▸ **Task to carry out**
Which lines of the data contain the string "CqmError"? Copy every one.

▸ **Data for this exercise**
= = = = = = =

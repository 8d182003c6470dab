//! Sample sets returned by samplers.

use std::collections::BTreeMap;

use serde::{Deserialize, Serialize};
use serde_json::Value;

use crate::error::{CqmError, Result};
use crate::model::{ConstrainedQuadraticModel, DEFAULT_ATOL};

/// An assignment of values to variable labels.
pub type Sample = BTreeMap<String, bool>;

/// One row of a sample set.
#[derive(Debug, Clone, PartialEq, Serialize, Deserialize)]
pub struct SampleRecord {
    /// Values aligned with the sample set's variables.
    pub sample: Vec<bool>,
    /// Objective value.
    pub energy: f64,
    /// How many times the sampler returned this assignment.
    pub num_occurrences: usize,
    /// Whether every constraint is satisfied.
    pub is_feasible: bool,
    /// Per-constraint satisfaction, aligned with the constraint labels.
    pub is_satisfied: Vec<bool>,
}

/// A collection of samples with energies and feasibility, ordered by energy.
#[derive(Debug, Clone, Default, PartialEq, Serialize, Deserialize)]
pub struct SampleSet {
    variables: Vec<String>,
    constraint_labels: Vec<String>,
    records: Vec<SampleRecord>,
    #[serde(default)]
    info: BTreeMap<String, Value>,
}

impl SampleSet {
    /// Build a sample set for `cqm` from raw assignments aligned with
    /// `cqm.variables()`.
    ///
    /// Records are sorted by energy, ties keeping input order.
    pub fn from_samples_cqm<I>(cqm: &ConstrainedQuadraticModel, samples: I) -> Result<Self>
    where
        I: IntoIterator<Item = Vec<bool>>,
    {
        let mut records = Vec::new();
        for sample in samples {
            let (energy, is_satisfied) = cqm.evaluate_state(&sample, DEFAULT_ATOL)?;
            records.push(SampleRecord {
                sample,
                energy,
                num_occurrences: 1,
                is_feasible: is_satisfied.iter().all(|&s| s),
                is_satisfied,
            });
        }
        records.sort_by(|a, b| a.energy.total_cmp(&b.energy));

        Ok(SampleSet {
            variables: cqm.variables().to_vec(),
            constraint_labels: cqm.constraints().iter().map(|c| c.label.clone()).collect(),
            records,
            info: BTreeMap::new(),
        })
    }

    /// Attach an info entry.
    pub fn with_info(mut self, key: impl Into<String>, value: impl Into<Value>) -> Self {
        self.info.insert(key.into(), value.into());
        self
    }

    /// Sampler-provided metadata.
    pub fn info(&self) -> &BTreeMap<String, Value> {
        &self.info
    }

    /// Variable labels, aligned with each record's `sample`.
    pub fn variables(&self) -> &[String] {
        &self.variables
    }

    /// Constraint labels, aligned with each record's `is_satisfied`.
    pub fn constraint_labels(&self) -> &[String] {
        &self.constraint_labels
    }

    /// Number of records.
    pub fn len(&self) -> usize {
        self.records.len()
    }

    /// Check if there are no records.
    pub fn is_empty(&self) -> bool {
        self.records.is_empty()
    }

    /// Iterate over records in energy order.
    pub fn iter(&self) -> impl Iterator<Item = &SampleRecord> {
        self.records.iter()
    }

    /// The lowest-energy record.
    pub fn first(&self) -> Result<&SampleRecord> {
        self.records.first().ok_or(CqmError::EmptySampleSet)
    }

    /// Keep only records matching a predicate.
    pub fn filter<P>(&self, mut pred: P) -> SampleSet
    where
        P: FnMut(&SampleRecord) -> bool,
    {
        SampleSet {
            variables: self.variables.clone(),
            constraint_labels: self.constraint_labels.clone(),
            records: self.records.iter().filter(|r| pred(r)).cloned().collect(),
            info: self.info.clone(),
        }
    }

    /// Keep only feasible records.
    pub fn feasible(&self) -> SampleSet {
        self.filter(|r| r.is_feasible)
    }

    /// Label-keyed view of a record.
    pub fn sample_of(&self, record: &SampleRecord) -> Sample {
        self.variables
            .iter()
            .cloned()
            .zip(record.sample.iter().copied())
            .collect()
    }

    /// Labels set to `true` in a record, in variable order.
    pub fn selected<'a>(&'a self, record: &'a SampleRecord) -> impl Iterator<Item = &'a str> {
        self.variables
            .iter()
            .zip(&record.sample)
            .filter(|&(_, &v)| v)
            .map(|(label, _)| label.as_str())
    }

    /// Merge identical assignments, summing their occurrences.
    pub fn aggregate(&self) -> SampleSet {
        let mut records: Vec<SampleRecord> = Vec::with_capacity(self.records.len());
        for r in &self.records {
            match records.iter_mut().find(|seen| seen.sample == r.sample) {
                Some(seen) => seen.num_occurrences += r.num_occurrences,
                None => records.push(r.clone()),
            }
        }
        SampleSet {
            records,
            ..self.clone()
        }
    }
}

= = = = = = =

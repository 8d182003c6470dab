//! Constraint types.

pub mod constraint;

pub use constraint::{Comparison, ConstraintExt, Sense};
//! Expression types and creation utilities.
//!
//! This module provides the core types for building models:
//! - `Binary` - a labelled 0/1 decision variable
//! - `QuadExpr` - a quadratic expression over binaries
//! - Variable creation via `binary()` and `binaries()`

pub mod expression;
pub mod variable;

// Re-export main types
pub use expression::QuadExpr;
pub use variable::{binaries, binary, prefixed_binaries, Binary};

= = = = = = =

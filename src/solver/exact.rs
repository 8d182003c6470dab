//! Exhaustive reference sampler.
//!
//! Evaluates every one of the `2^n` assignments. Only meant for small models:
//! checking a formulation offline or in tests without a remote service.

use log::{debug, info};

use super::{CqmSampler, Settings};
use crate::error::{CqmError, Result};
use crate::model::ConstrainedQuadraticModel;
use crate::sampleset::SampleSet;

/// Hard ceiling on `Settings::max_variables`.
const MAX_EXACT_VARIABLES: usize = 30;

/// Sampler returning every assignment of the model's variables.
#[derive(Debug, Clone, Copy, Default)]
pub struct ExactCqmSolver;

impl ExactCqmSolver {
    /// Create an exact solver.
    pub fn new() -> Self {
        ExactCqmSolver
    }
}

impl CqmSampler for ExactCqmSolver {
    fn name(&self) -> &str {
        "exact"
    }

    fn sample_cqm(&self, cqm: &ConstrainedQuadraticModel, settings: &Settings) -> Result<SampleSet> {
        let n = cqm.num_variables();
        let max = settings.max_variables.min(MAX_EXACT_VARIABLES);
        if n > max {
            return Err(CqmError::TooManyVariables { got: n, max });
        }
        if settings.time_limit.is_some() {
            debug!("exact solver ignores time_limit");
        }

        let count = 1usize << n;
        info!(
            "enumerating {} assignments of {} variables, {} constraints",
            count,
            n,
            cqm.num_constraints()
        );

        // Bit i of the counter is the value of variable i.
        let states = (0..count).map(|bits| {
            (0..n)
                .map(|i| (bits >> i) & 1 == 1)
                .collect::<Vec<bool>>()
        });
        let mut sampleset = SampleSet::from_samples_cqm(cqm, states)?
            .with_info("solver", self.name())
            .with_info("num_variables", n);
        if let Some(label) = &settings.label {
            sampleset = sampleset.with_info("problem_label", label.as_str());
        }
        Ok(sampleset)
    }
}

= = = = = = =

▸ **Your solution**
use crate::error::{CqmError, Result};
        self.records.first().ok_or(CqmError::EmptySampleSet)
use crate::error::{CqmError, Result};
            return Err(CqmError::TooManyVariables { got: n, max });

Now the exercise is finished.